▸ Collected data entries
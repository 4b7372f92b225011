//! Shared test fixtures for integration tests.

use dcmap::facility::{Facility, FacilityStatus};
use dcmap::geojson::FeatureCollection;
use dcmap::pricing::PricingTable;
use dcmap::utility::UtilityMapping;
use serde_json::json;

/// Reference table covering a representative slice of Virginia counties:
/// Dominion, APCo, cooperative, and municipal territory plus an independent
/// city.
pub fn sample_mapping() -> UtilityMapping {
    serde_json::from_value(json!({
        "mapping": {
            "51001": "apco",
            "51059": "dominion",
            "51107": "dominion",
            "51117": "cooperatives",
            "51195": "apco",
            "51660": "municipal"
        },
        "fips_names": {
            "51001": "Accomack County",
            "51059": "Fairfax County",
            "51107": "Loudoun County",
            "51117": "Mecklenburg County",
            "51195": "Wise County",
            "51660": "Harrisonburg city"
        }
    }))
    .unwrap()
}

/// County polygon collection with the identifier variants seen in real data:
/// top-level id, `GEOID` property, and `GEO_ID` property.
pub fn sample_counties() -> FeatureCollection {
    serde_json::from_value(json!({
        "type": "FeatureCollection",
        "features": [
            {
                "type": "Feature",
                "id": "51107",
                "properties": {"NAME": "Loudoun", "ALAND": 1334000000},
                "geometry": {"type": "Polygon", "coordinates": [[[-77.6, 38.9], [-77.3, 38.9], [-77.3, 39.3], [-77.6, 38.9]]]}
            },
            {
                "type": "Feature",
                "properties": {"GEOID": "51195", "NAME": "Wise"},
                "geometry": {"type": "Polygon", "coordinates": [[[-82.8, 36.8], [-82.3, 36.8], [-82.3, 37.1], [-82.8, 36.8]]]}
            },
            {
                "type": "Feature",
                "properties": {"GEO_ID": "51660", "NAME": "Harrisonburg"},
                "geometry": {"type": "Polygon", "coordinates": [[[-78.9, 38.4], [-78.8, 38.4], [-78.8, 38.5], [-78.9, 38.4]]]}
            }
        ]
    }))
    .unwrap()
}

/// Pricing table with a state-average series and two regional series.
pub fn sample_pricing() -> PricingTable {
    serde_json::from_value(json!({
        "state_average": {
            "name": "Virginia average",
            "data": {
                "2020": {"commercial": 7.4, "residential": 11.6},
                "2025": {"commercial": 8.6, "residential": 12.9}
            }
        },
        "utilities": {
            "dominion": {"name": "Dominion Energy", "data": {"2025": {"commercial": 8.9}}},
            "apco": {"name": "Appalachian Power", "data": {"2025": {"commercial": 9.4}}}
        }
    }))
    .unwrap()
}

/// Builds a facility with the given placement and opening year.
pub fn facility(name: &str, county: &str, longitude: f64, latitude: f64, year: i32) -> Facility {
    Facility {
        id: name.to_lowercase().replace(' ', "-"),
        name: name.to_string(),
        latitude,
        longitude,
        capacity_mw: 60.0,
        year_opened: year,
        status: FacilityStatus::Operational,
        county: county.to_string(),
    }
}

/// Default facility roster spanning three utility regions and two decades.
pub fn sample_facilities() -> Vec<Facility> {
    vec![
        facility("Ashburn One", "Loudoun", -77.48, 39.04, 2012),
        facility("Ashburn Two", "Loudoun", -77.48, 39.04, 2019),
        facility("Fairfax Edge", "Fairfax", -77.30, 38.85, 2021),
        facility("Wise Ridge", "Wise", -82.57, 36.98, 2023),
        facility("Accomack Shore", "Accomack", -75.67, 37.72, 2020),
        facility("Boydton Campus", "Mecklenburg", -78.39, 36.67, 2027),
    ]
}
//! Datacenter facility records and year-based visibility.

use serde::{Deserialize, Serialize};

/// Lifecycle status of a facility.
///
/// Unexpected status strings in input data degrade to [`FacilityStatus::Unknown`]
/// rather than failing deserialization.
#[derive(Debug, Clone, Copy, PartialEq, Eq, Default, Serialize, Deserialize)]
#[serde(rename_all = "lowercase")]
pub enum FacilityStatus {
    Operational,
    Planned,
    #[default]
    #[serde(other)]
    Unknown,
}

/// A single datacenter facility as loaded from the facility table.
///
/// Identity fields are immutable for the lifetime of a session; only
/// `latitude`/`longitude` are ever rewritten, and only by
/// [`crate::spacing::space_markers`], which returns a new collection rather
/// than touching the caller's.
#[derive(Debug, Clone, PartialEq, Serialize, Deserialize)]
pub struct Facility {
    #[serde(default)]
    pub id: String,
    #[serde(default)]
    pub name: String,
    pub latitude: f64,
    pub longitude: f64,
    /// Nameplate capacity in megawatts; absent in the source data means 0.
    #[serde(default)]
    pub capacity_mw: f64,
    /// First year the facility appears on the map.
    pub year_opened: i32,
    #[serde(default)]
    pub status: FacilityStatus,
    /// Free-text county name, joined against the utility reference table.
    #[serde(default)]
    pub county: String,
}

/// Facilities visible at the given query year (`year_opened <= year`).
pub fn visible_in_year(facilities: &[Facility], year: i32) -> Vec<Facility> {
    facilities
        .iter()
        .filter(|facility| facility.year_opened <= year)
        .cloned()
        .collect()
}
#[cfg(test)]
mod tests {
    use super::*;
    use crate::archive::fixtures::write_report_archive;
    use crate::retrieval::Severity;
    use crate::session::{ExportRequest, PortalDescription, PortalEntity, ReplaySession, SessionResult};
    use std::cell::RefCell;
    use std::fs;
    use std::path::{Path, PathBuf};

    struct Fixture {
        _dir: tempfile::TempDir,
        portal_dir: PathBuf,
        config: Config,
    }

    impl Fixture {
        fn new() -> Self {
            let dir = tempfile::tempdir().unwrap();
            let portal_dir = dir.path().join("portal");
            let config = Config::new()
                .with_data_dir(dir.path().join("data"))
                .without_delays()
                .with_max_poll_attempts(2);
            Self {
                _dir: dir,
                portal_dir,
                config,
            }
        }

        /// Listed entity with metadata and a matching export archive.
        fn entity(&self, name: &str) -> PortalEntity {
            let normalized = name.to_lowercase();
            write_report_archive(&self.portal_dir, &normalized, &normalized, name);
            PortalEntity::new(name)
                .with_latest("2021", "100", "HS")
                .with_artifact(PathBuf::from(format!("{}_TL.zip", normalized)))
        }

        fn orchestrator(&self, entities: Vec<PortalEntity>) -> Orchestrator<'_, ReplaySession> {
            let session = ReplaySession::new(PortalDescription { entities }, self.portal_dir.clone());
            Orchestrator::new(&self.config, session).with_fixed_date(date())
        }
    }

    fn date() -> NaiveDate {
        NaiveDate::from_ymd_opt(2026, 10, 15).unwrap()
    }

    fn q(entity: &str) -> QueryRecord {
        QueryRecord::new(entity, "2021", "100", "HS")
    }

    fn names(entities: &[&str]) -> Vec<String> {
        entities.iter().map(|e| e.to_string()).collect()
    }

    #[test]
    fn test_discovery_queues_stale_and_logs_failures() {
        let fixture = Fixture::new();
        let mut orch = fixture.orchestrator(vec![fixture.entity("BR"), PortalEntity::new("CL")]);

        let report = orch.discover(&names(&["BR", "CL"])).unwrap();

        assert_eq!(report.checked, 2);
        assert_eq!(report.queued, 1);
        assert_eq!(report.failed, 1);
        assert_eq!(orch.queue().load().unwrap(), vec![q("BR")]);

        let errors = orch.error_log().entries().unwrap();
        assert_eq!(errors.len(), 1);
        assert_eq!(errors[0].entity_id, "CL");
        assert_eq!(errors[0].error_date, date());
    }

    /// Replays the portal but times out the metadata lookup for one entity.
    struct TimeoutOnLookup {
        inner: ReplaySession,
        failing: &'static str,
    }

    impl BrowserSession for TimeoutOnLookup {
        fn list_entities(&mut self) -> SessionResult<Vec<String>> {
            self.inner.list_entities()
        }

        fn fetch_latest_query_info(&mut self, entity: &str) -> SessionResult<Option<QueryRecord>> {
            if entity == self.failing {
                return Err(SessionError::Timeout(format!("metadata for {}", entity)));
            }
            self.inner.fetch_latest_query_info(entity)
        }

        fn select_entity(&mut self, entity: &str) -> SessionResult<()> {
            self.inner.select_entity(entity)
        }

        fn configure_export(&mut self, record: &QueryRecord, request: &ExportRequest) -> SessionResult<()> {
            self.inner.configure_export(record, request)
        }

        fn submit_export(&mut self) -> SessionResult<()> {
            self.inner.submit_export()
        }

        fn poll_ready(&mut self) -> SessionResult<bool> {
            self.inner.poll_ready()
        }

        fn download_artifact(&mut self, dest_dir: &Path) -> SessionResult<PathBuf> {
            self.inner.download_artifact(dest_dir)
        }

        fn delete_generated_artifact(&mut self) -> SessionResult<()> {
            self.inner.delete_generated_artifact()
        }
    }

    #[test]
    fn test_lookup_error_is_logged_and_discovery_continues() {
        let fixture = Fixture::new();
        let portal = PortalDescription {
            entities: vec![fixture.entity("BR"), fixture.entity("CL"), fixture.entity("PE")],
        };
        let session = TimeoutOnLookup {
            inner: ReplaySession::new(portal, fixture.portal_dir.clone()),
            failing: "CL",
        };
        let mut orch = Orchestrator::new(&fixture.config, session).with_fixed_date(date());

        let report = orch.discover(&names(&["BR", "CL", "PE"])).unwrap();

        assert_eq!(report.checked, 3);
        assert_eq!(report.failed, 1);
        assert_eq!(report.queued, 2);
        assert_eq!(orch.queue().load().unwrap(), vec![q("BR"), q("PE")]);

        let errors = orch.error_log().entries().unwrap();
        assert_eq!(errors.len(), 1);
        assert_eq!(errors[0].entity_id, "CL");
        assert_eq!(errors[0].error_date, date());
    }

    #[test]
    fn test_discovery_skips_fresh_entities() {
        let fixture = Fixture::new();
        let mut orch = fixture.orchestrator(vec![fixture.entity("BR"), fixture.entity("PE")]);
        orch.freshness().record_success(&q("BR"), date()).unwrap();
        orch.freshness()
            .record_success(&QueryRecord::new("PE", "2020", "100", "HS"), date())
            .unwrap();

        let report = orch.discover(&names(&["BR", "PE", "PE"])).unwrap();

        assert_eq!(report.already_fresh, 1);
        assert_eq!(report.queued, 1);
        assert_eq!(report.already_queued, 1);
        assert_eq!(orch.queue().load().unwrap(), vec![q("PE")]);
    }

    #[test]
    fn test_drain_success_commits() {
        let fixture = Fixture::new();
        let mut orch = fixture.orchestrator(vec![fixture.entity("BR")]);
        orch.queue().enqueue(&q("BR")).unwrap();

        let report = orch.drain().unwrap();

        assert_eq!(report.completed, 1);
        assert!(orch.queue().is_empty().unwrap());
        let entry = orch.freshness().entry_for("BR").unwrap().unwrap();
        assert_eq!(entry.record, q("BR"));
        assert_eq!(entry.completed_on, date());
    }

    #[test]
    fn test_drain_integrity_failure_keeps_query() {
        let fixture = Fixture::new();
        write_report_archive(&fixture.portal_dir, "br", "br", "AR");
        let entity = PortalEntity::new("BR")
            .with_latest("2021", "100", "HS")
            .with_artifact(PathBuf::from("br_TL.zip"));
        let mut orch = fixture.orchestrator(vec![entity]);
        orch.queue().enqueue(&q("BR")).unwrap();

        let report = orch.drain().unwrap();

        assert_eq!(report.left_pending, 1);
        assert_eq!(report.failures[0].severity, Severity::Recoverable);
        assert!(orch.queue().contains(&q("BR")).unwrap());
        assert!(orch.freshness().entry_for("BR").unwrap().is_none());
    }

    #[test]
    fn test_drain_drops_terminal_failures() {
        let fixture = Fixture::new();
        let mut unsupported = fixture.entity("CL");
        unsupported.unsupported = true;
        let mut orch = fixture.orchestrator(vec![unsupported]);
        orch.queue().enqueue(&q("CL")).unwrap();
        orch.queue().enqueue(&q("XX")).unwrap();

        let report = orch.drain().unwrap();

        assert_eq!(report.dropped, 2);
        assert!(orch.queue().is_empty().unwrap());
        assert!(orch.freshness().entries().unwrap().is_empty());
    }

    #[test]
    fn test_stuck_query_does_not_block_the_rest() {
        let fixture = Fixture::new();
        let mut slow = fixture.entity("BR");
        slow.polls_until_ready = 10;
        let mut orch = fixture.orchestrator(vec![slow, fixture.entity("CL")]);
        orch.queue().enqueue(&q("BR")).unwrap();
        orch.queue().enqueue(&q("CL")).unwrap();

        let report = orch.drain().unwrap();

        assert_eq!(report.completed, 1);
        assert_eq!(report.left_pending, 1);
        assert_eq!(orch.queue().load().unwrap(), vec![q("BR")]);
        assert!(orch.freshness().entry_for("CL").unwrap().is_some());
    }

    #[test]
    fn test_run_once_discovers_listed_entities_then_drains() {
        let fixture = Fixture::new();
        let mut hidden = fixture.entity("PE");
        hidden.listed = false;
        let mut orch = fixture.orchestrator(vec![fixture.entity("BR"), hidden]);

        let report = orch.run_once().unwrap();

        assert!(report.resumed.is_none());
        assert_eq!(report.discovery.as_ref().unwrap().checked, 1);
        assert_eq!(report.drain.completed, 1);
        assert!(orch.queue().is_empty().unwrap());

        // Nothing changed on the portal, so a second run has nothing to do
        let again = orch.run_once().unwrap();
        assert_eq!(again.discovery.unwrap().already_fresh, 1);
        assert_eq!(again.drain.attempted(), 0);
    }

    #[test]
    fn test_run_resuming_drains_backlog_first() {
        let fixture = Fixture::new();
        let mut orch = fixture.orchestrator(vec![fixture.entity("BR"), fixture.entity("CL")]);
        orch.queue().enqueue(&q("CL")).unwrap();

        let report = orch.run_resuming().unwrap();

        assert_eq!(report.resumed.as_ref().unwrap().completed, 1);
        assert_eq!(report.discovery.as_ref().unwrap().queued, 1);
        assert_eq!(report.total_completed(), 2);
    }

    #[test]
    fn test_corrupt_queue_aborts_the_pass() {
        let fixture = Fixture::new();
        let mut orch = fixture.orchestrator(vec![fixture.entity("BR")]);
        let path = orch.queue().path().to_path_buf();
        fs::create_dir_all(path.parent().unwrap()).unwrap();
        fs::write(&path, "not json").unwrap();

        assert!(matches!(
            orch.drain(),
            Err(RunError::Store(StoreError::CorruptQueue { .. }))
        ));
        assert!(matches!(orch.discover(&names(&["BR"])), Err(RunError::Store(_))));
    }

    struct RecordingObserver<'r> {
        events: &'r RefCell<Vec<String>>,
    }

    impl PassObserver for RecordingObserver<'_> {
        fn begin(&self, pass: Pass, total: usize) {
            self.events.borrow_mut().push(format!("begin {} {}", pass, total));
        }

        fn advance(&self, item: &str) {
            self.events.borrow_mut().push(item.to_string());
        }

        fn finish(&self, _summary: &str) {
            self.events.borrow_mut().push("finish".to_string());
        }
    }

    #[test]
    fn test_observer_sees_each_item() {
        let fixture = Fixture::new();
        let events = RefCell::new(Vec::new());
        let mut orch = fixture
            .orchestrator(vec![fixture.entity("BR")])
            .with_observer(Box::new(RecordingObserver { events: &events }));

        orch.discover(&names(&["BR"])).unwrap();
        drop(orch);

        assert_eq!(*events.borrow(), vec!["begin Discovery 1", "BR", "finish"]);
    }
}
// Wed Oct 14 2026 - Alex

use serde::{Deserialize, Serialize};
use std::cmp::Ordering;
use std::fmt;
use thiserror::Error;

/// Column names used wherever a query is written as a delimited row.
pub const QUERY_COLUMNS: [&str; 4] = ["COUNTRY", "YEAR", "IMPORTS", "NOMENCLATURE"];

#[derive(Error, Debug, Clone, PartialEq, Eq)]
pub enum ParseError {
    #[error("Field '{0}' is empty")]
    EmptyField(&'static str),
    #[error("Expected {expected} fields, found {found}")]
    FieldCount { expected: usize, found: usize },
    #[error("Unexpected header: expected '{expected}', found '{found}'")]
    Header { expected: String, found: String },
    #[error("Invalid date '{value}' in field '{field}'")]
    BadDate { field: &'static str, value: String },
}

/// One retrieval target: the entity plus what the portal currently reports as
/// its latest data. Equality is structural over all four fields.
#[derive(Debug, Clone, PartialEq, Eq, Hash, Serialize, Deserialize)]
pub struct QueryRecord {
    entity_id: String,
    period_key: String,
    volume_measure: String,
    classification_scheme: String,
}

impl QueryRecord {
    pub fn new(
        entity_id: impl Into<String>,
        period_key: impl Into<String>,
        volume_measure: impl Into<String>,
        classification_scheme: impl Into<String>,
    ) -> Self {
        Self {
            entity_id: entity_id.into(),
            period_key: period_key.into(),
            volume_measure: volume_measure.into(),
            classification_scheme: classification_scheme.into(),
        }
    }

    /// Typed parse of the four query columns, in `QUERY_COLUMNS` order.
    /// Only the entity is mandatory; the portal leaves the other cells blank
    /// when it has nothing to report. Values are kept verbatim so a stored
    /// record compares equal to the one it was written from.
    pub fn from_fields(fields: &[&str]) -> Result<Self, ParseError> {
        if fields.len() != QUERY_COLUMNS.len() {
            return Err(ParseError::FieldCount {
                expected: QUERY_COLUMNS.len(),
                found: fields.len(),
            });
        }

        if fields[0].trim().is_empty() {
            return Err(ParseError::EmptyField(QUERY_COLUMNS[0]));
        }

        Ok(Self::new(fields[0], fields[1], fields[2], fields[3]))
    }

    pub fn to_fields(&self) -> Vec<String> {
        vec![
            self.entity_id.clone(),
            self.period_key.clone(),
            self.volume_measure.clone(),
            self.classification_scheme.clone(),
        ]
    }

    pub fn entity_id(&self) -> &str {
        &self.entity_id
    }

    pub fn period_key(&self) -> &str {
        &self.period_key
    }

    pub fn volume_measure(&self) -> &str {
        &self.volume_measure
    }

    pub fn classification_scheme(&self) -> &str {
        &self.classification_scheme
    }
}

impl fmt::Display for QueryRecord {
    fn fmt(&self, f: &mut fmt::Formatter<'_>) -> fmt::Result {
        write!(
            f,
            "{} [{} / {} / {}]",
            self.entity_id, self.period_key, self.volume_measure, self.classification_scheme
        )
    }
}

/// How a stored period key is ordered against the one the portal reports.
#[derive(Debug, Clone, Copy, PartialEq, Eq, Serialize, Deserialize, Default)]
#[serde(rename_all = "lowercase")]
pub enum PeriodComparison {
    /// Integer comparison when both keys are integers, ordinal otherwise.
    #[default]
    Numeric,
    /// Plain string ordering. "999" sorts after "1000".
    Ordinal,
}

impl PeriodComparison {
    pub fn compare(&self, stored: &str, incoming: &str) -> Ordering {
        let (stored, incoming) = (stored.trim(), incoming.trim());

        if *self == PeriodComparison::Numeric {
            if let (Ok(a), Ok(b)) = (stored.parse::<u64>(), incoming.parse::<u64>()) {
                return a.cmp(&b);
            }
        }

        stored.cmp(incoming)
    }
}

▸ REQUIRED WORK
Every line containing the string "Fairfax" is required; copy each such line from the data.

▸ RESULT
            "51059": "Fairfax County",
        facility("Fairfax Edge", "Fairfax", -77.30, 38.85, 2021),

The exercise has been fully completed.